Consider a particle in a potential ;

[tex]V(x)=0\ for\ 0<=x<=L[/tex] and

[tex]V(x)=\infty\ otherwise[/tex]

. Its wave function is a linear superposition of the lowest two stationary states and given by

[tex]\psi(x,t)=\frac{1}{2}*(\sqrt{3} \psi_{1}(x,t)-\psi_{2}(x,t)[/tex])

(a) Use the results fromquestion 2 and ﬁnd ψ(x,t). Then calculate [tex]|\psi(x,t)|^{2}[/tex].

Make sure that your result for [tex]|\psi(x,t)|^{2}[/tex] is manifestly real (no “i” left in there). What is the frequency of the oscillation in [tex]|\psi(x,t)|^{2}[/tex]?
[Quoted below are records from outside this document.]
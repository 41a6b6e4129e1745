//! Unit tests for message parser
//!
//! Tests the decoding of stream-json lines into typed Message objects

use kodegen_claude_session::types::messages::{ControlRequestBody, Delta, StreamEvent};
use kodegen_claude_session::{BlockKind, ClaudeError, Message, parse_line, parse_message};
use serde_json::json;

#[test]
fn test_blank_lines_are_skipped() {
    assert!(parse_line("").unwrap().is_none());
    assert!(parse_line("   \r").unwrap().is_none());
}

#[test]
fn test_unknown_type_is_not_an_error() {
    let message = parse_message(json!({"type": "user", "message": {"role": "user"}})).unwrap();
    match message {
        Message::Unknown { message_type } => assert_eq!(message_type, "user"),
        other => panic!("Wrong message type: {other:?}"),
    }

    let message = parse_line(r#"{"type":"brand_new_kind","payload":[1,2,3]}"#)
        .unwrap()
        .unwrap();
    assert_eq!(message.message_type(), "brand_new_kind");
}

#[test]
fn test_malformed_line_keeps_raw_text() {
    let err = parse_line("{not json").unwrap_err();
    match err {
        ClaudeError::MessageParse { line, .. } => assert_eq!(line.as_deref(), Some("{not json")),
        other => panic!("Wrong error: {other:?}"),
    }
}

#[test]
fn test_missing_type_is_a_parse_error() {
    assert!(matches!(
        parse_line(r#"{"subtype":"init"}"#),
        Err(ClaudeError::MessageParse { .. })
    ));
    assert!(parse_line("[1,2]").is_err());
}

#[test]
fn test_parse_system_init() {
    let line = r#"{"type":"system","subtype":"init","session_id":"abc123","model":"claude-sonnet-4-5","permissionMode":"default","tools":["Bash"],"cwd":"/tmp"}"#;
    match parse_line(line).unwrap().unwrap() {
        Message::System(system) => {
            assert!(system.is_init());
            assert_eq!(system.session_id.unwrap().as_str(), "abc123");
            assert_eq!(system.model.as_deref(), Some("claude-sonnet-4-5"));
            assert_eq!(system.permission_mode.as_deref(), Some("default"));
        }
        other => panic!("Wrong message type: {other:?}"),
    }
}

#[test]
fn test_parse_assistant_blocks() {
    let data = json!({
        "type": "assistant",
        "message": {
            "model": "claude-sonnet-4-5",
            "content": [
                {"type": "thinking", "thinking": "Let me look.", "signature": "sig"},
                {"type": "text", "text": "Listing files."},
                {"type": "tool_use", "id": "toolu_1", "name": "Bash", "input": {"command": "ls"}},
                {"type": "image", "source": {"type": "base64"}}
            ]
        },
        "parent_tool_use_id": null,
        "session_id": "abc123"
    });

    match parse_message(data).unwrap() {
        Message::Assistant(assistant) => {
            assert_eq!(assistant.text(), "Listing files.");
            assert_eq!(assistant.thinking(), "Let me look.");

            let tools = assistant.tool_uses();
            assert_eq!(tools.len(), 1);
            assert_eq!(tools[0].name.as_str(), "Bash");
            assert_eq!(tools[0].id.as_str(), "toolu_1");
            assert_eq!(tools[0].input, json!({"command": "ls"}));

            assert_eq!(
                assistant.message.content[3].kind(),
                BlockKind::Other("image".to_string())
            );
        }
        other => panic!("Wrong message type: {other:?}"),
    }
}

#[test]
fn test_parse_stream_deltas() {
    let text = r#"{"type":"stream_event","event":{"type":"content_block_delta","index":1,"delta":{"type":"text_delta","text":"Hel"}}}"#;
    match parse_line(text).unwrap().unwrap() {
        Message::StreamEvent(stream) => assert_eq!(
            stream.event,
            StreamEvent::ContentBlockDelta {
                index: 1,
                delta: Delta::TextDelta {
                    text: "Hel".to_string()
                }
            }
        ),
        other => panic!("Wrong message type: {other:?}"),
    }

    let thinking = json!({
        "type": "stream_event",
        "event": {"type": "content_block_delta", "index": 0, "delta": {"type": "thinking_delta", "thinking": "hmm"}}
    });
    match parse_message(thinking).unwrap() {
        Message::StreamEvent(stream) => assert!(matches!(
            stream.event,
            StreamEvent::ContentBlockDelta { delta: Delta::ThinkingDelta { .. }, .. }
        )),
        other => panic!("Wrong message type: {other:?}"),
    }

    let json_delta = json!({
        "type": "stream_event",
        "event": {"type": "content_block_delta", "index": 2, "delta": {"type": "input_json_delta", "partial_json": "{\"co"}}
    });
    match parse_message(json_delta).unwrap() {
        Message::StreamEvent(stream) => assert!(matches!(
            stream.event,
            StreamEvent::ContentBlockDelta { delta: Delta::Other, .. }
        )),
        other => panic!("Wrong message type: {other:?}"),
    }
}

#[test]
fn test_parse_block_start_and_unknown_events() {
    let start = json!({
        "type": "stream_event",
        "event": {"type": "content_block_start", "index": 0, "content_block": {"type": "thinking", "thinking": ""}}
    });
    match parse_message(start).unwrap() {
        Message::StreamEvent(stream) => match stream.event {
            StreamEvent::ContentBlockStart { index, content_block } => {
                assert_eq!(index, 0);
                assert_eq!(content_block.kind(), BlockKind::Thinking);
            }
            other => panic!("Wrong event: {other:?}"),
        },
        other => panic!("Wrong message type: {other:?}"),
    }

    let ping = json!({"type": "stream_event", "event": {"type": "ping"}});
    match parse_message(ping).unwrap() {
        Message::StreamEvent(stream) => assert_eq!(stream.event, StreamEvent::Other),
        other => panic!("Wrong message type: {other:?}"),
    }
}

#[test]
fn test_parse_result() {
    let data = json!({
        "type": "result",
        "subtype": "success",
        "is_error": false,
        "duration_ms": 1200,
        "duration_api_ms": 900,
        "num_turns": 2,
        "session_id": "abc123",
        "total_cost_usd": 0.0125,
        "usage": {
            "input_tokens": 10,
            "output_tokens": 20,
            "cache_creation_input_tokens": 30,
            "cache_read_input_tokens": 40
        },
        "result": "Done"
    });

    match parse_message(data).unwrap() {
        Message::Result(result) => {
            assert_eq!(result.subtype, "success");
            assert_eq!(result.num_turns, 2);
            assert_eq!(result.total_cost_usd, Some(0.0125));
            let usage = result.usage.unwrap();
            assert_eq!(usage.cache_read_input_tokens, 40);
            assert!(result.errors.is_empty());
        }
        other => panic!("Wrong message type: {other:?}"),
    }
}

#[test]
fn test_parse_error_result_with_errors() {
    let data = json!({
        "type": "result",
        "subtype": "error_during_execution",
        "is_error": true,
        "errors": ["API overloaded"]
    });
    match parse_message(data).unwrap() {
        Message::Result(result) => {
            assert!(result.is_error);
            assert_eq!(result.errors, vec!["API overloaded".to_string()]);
        }
        other => panic!("Wrong message type: {other:?}"),
    }
}

#[test]
fn test_parse_can_use_tool() {
    let data = json!({
        "type": "control_request",
        "request_id": "req-1",
        "request": {
            "subtype": "can_use_tool",
            "tool_name": "Bash",
            "input": {"command": "rm -rf build"},
            "tool_use_id": "toolu_9",
            "permission_suggestions": []
        }
    });

    match parse_message(data).unwrap() {
        Message::ControlRequest(request) => {
            assert_eq!(request.request_id.as_str(), "req-1");
            match request.request {
                ControlRequestBody::CanUseTool {
                    tool_name,
                    input,
                    tool_use_id,
                } => {
                    assert_eq!(tool_name.as_str(), "Bash");
                    assert_eq!(input["command"], "rm -rf build");
                    assert_eq!(tool_use_id.unwrap().as_str(), "toolu_9");
                }
                ControlRequestBody::Unsupported => panic!("Wrong request body"),
            }
        }
        other => panic!("Wrong message type: {other:?}"),
    }
}

#[test]
fn test_parse_unsupported_control_request() {
    let data = json!({
        "type": "control_request",
        "request_id": "req-2",
        "request": {"subtype": "hook_callback", "callback_id": "cb"}
    });
    match parse_message(data).unwrap() {
        Message::ControlRequest(request) => {
            assert_eq!(request.request, ControlRequestBody::Unsupported);
        }
        other => panic!("Wrong message type: {other:?}"),
    }
}

#[test]
fn test_parse_message_from_value() {
    let init = json!({"type": "system", "subtype": "init", "session_id": "s-9"});
    match parse_message(init).unwrap() {
        Message::System(system) => assert_eq!(system.session_id.unwrap().as_str(), "s-9"),
        other => panic!("Wrong message type: {other:?}"),
    }

    let unknown = parse_message(json!({"type": "rate_limit", "retry_after": 3})).unwrap();
    assert_eq!(unknown.message_type(), "rate_limit");

    // Recognized kind with the wrong shape names the kind
    match parse_message(json!({"type": "assistant", "message": "not an object"})) {
        Err(ClaudeError::MessageParse { message, line }) => {
            assert!(message.contains("assistant"));
            assert!(line.is_none());
        }
        other => panic!("Wrong outcome: {other:?}"),
    }

    assert!(matches!(
        parse_message(json!({"type": 42})),
        Err(ClaudeError::MessageParse { .. })
    ));
}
(b) Calculate the expectation value of the Hamilton operator ˆH. Compare it with the energy eigenvalues

E1 and E2.

(c) What is the probability for the particle to be in state ψ1 and what is the probability for it to be in the state ψ2?

## Homework Equations

Time dependent wave function for the nth stationary state in this potential well in this case is;

[tex]\psi_{n}(x,t)=\sqrt{\frac{2}{L}}\sin(\frac{n\pix}{L})\exp{\frac{-iE_{n}t}{h/2\pi}\ n=1,2,3,...[/tex]

and

[tex]E_{n}=\frac{h^{2}n^{2}}{8mL^{2}}[/tex]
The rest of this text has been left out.